Retype each entry below exactly as it stands.

(RECORD EXCERPTS begins)

use rollbook_core::db::open_db_in_memory;
use rollbook_core::{
    DomainError, RosterEntry, RosterService, SqliteClassRepository, SqliteStudentRepository,
    StaticSession, StudentRepository,
};
use std::sync::Arc;
use uuid::Uuid;

fn service<'conn>(
    conn: &'conn rusqlite::Connection,
) -> RosterService<SqliteClassRepository<'conn>, SqliteStudentRepository<'conn>> {
    RosterService::new(
        SqliteClassRepository::try_new(conn).unwrap(),
        SqliteStudentRepository::try_new(conn).unwrap(),
        Arc::new(StaticSession::signed_in(Uuid::new_v4())),
    )
}

#[test]
fn add_and_list_roundtrip() {
    let conn = open_db_in_memory().unwrap();
    let svc = service(&conn);

    let class_id = svc.create_class("Math 7B").unwrap();
    let id = svc.add_student(class_id, "01", "Ada").unwrap();

    let roster = svc.get_students(class_id).unwrap();
    assert_eq!(roster.len(), 1);
    assert_eq!(roster[0].id, id);
    assert_eq!(roster[0].roll_number, "01");
    assert_eq!(roster[0].name, "Ada");
}

#[test]
fn add_to_unknown_class_is_rejected() {
    let conn = open_db_in_memory().unwrap();
    let svc = service(&conn);

    let err = svc.add_student(Uuid::new_v4(), "01", "Ada").unwrap_err();
    assert!(matches!(err, DomainError::ClassNotFound(_)));
}

#[test]
fn duplicate_active_roll_number_is_rejected() {
    let conn = open_db_in_memory().unwrap();
    let svc = service(&conn);

    let class_id = svc.create_class("Math 7B").unwrap();
    svc.add_student(class_id, "01", "Ada").unwrap();

    let err = svc.add_student(class_id, "01", "Grace").unwrap_err();
    assert!(matches!(err, DomainError::DuplicateRollNumber(roll) if roll == "01"));
}

#[test]
fn same_roll_number_is_allowed_across_classes() {
    let conn = open_db_in_memory().unwrap();
    let svc = service(&conn);

    let math = svc.create_class("Math 7B").unwrap();
    let history = svc.create_class("History").unwrap();

    svc.add_student(math, "01", "Ada").unwrap();
    svc.add_student(history, "01", "Grace").unwrap();

    assert_eq!(svc.get_students(math).unwrap().len(), 1);
    assert_eq!(svc.get_students(history).unwrap().len(), 1);
}

#[test]
fn deleted_roll_number_is_reusable() {
    let conn = open_db_in_memory().unwrap();
    let svc = service(&conn);

    let class_id = svc.create_class("Math 7B").unwrap();
    let first = svc.add_student(class_id, "01", "Ada").unwrap();
    svc.delete_student(class_id, "01").unwrap();

    let second = svc.add_student(class_id, "01", "Grace").unwrap();
    assert_ne!(first, second);

    let roster = svc.get_students(class_id).unwrap();
    assert_eq!(roster.len(), 1);
    assert_eq!(roster[0].name, "Grace");
}

#[test]
fn update_student_name_keeps_identifier_stable() {
    let conn = open_db_in_memory().unwrap();
    let svc = service(&conn);

    let class_id = svc.create_class("Math 7B").unwrap();
    let id = svc.add_student(class_id, "01", "Ada").unwrap();

    svc.update_student_name(class_id, "01", "Ada L.").unwrap();

    let roster = svc.get_students(class_id).unwrap();
    assert_eq!(roster[0].id, id);
    assert_eq!(roster[0].name, "Ada L.");
}

#[test]
fn update_of_unknown_roll_number_is_rejected() {
    let conn = open_db_in_memory().unwrap();
    let svc = service(&conn);

    let class_id = svc.create_class("Math 7B").unwrap();
    let err = svc.update_student_name(class_id, "99", "Ghost").unwrap_err();
    assert!(matches!(err, DomainError::StudentNotFound(roll) if roll == "99"));
}

#[test]
fn set_students_replaces_active_roster_atomically() {
    let conn = open_db_in_memory().unwrap();
    let svc = service(&conn);
    let students = SqliteStudentRepository::try_new(&conn).unwrap();

    let class_id = svc.create_class("Math 7B").unwrap();
    svc.add_student(class_id, "01", "Ada").unwrap();
    svc.add_student(class_id, "02", "Grace").unwrap();

    let ids = svc
        .set_students(
            class_id,
            &[
                RosterEntry {
                    roll_number: "10".to_string(),
                    name: "Edsger".to_string(),
                },
                RosterEntry {
                    roll_number: "11".to_string(),
                    name: "Barbara".to_string(),
                },
                RosterEntry {
                    roll_number: "12".to_string(),
                    name: "Donald".to_string(),
                },
            ],
        )
        .unwrap();
    assert_eq!(ids.len(), 3);

    let mut active: Vec<String> = svc
        .get_students(class_id)
        .unwrap()
        .into_iter()
        .map(|student| student.roll_number)
        .collect();
    active.sort();
    assert_eq!(active, vec!["10", "11", "12"]);

    // The replaced students stay as tombstones, not deleted rows.
    let all = students.list_for_class(class_id, true).unwrap();
    assert_eq!(all.len(), 5);
    assert_eq!(all.iter().filter(|student| student.is_deleted).count(), 2);
}

#[test]
fn set_students_rejects_duplicate_roll_numbers_in_input() {
    let conn = open_db_in_memory().unwrap();
    let svc = service(&conn);

    let class_id = svc.create_class("Math 7B").unwrap();
    svc.add_student(class_id, "01", "Ada").unwrap();

    let err = svc
        .set_students(
            class_id,
            &[
                RosterEntry {
                    roll_number: "10".to_string(),
                    name: "Edsger".to_string(),
                },
                RosterEntry {
                    roll_number: "10".to_string(),
                    name: "Barbara".to_string(),
                },
            ],
        )
        .unwrap_err();
    assert!(matches!(err, DomainError::DuplicateRollNumber(roll) if roll == "10"));

    // The failed replacement left the previous roster untouched.
    let roster = svc.get_students(class_id).unwrap();
    assert_eq!(roster.len(), 1);
    assert_eq!(roster[0].roll_number, "01");
}

#[test]
fn set_students_with_empty_roster_clears_the_class() {
    let conn = open_db_in_memory().unwrap();
    let svc = service(&conn);

    let class_id = svc.create_class("Math 7B").unwrap();
    svc.add_student(class_id, "01", "Ada").unwrap();

    svc.set_students(class_id, &[]).unwrap();
    assert!(svc.get_students(class_id).unwrap().is_empty());
}

#[test]
fn delete_student_hides_row_but_keeps_history_visibility() {
    let conn = open_db_in_memory().unwrap();
    let svc = service(&conn);
    let students = SqliteStudentRepository::try_new(&conn).unwrap();

    let class_id = svc.create_class("Math 7B").unwrap();
    let id = svc.add_student(class_id, "01", "Ada").unwrap();
    svc.delete_student(class_id, "01").unwrap();

    assert!(svc.get_students(class_id).unwrap().is_empty());

    let tombstone = students.get(id, true).unwrap().unwrap();
    assert!(tombstone.is_deleted);
    assert!(tombstone.deleted_at.is_some());
}

#[test]
fn delete_of_unknown_roll_number_is_rejected() {
    let conn = open_db_in_memory().unwrap();
    let svc = service(&conn);

    let class_id = svc.create_class("Math 7B").unwrap();
    let err = svc.delete_student(class_id, "99").unwrap_err();
    assert!(matches!(err, DomainError::StudentNotFound(roll) if roll == "99"));
}

#[test]
fn roster_of_unknown_class_is_empty_not_an_error() {
    let conn = open_db_in_memory().unwrap();
    let svc = service(&conn);

    assert!(svc.get_students(Uuid::new_v4()).unwrap().is_empty());
}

(RECORD EXCERPTS ends)

▸ RESULT:
use rollbook_core::db::open_db_in_memory;
use rollbook_core::{
    DomainError, RosterEntry, RosterService, SqliteClassRepository, SqliteStudentRepository,
    StaticSession, StudentRepository,
};
use std::sync::Arc;
use uuid::Uuid;

fn service<'conn>(
    conn: &'conn rusqlite::Connection,
) -> RosterService<SqliteClassRepository<'conn>, SqliteStudentRepository<'conn>> {
    RosterService::new(
        SqliteClassRepository::try_new(conn).unwrap(),
        SqliteStudentRepository::try_new(conn).unwrap(),
        Arc::new(StaticSession::signed_in(Uuid::new_v4())),
    )
}

#[test]
fn add_and_list_roundtrip() {
    let conn = open_db_in_memory().unwrap();
    let svc = service(&conn);

    let class_id = svc.create_class("Math 7B").unwrap();
    let id = svc.add_student(class_id, "01", "Ada").unwrap();

    let roster = svc.get_students(class_id).unwrap();
    assert_eq!(roster.len(), 1);
    assert_eq!(roster[0].id, id);
    assert_eq!(roster[0].roll_number, "01");
    assert_eq!(roster[0].name, "Ada");
}

#[test]
fn add_to_unknown_class_is_rejected() {
    let conn = open_db_in_memory().unwrap();
    let svc = service(&conn);

    let err = svc.add_student(Uuid::new_v4(), "01", "Ada").unwrap_err();
    assert!(matches!(err, DomainError::ClassNotFound(_)));
}

#[test]
fn duplicate_active_roll_number_is_rejected() {
    let conn = open_db_in_memory().unwrap();
    let svc = service(&conn);

    let class_id = svc.create_class("Math 7B").unwrap();
    svc.add_student(class_id, "01", "Ada").unwrap();

    let err = svc.add_student(class_id, "01", "Grace").unwrap_err();
    assert!(matches!(err, DomainError::DuplicateRollNumber(roll) if roll == "01"));
}

#[test]
fn same_roll_number_is_allowed_across_classes() {
    let conn = open_db_in_memory().unwrap();
    let svc = service(&conn);

    let math = svc.create_class("Math 7B").unwrap();
    let history = svc.create_class("History").unwrap();

    svc.add_student(math, "01", "Ada").unwrap();
    svc.add_student(history, "01", "Grace").unwrap();

    assert_eq!(svc.get_students(math).unwrap().len(), 1);
    assert_eq!(svc.get_students(history).unwrap().len(), 1);
}

#[test]
fn deleted_roll_number_is_reusable() {
    let conn = open_db_in_memory().unwrap();
    let svc = service(&conn);

    let class_id = svc.create_class("Math 7B").unwrap();
    let first = svc.add_student(class_id, "01", "Ada").unwrap();
    svc.delete_student(class_id, "01").unwrap();

    let second = svc.add_student(class_id, "01", "Grace").unwrap();
    assert_ne!(first, second);

    let roster = svc.get_students(class_id).unwrap();
    assert_eq!(roster.len(), 1);
    assert_eq!(roster[0].name, "Grace");
}

#[test]
fn update_student_name_keeps_identifier_stable() {
    let conn = open_db_in_memory().unwrap();
    let svc = service(&conn);

    let class_id = svc.create_class("Math 7B").unwrap();
    let id = svc.add_student(class_id, "01", "Ada").unwrap();

    svc.update_student_name(class_id, "01", "Ada L.").unwrap();

    let roster = svc.get_students(class_id).unwrap();
    assert_eq!(roster[0].id, id);
    assert_eq!(roster[0].name, "Ada L.");
}

#[test]
fn update_of_unknown_roll_number_is_rejected() {
    let conn = open_db_in_memory().unwrap();
    let svc = service(&conn);

    let class_id = svc.create_class("Math 7B").unwrap();
    let err = svc.update_student_name(class_id, "99", "Ghost").unwrap_err();
    assert!(matches!(err, DomainError::StudentNotFound(roll) if roll == "99"));
}

#[test]
fn set_students_replaces_active_roster_atomically() {
    let conn = open_db_in_memory().unwrap();
    let svc = service(&conn);
    let students = SqliteStudentRepository::try_new(&conn).unwrap();

    let class_id = svc.create_class("Math 7B").unwrap();
    svc.add_student(class_id, "01", "Ada").unwrap();
    svc.add_student(class_id, "02", "Grace").unwrap();

    let ids = svc
        .set_students(
            class_id,
            &[
                RosterEntry {
                    roll_number: "10".to_string(),
                    name: "Edsger".to_string(),
                },
                RosterEntry {
                    roll_number: "11".to_string(),
                    name: "Barbara".to_string(),
                },
                RosterEntry {
                    roll_number: "12".to_string(),
                    name: "Donald".to_string(),
                },
            ],
        )
        .unwrap();
    assert_eq!(ids.len(), 3);

    let mut active: Vec<String> = svc
        .get_students(class_id)
        .unwrap()
        .into_iter()
        .map(|student| student.roll_number)
        .collect();
    active.sort();
    assert_eq!(active, vec!["10", "11", "12"]);

    // The replaced students stay as tombstones, not deleted rows.
    let all = students.list_for_class(class_id, true).unwrap();
    assert_eq!(all.len(), 5);
    assert_eq!(all.iter().filter(|student| student.is_deleted).count(), 2);
}

#[test]
fn set_students_rejects_duplicate_roll_numbers_in_input() {
    let conn = open_db_in_memory().unwrap();
    let svc = service(&conn);

    let class_id = svc.create_class("Math 7B").unwrap();
    svc.add_student(class_id, "01", "Ada").unwrap();

    let err = svc
        .set_students(
            class_id,
            &[
                RosterEntry {
                    roll_number: "10".to_string(),
                    name: "Edsger".to_string(),
                },
                RosterEntry {
                    roll_number: "10".to_string(),
                    name: "Barbara".to_string(),
                },
            ],
        )
        .unwrap_err();
    assert!(matches!(err, DomainError::DuplicateRollNumber(roll) if roll == "10"));

    // The failed replacement left the previous roster untouched.
    let roster = svc.get_students(class_id).unwrap();
    assert_eq!(roster.len(), 1);
    assert_eq!(roster[0].roll_number, "01");
}

#[test]
fn set_students_with_empty_roster_clears_the_class() {
    let conn = open_db_in_memory().unwrap();
    let svc = service(&conn);

    let class_id = svc.create_class("Math 7B").unwrap();
    svc.add_student(class_id, "01", "Ada").unwrap();

    svc.set_students(class_id, &[]).unwrap();
    assert!(svc.get_students(class_id).unwrap().is_empty());
}

#[test]
fn delete_student_hides_row_but_keeps_history_visibility() {
    let conn = open_db_in_memory().unwrap();
    let svc = service(&conn);
    let students = SqliteStudentRepository::try_new(&conn).unwrap();

    let class_id = svc.create_class("Math 7B").unwrap();
    let id = svc.add_student(class_id, "01", "Ada").unwrap();
    svc.delete_student(class_id, "01").unwrap();

    assert!(svc.get_students(class_id).unwrap().is_empty());

    let tombstone = students.get(id, true).unwrap().unwrap();
    assert!(tombstone.is_deleted);
    assert!(tombstone.deleted_at.is_some());
}

#[test]
fn delete_of_unknown_roll_number_is_rejected() {
    let conn = open_db_in_memory().unwrap();
    let svc = service(&conn);

    let class_id = svc.create_class("Math 7B").unwrap();
    let err = svc.delete_student(class_id, "99").unwrap_err();
    assert!(matches!(err, DomainError::StudentNotFound(roll) if roll == "99"));
}

#[test]
fn roster_of_unknown_class_is_empty_not_an_error() {
    let conn = open_db_in_memory().unwrap();
    let svc = service(&conn);

    assert!(svc.get_students(Uuid::new_v4()).unwrap().is_empty());
}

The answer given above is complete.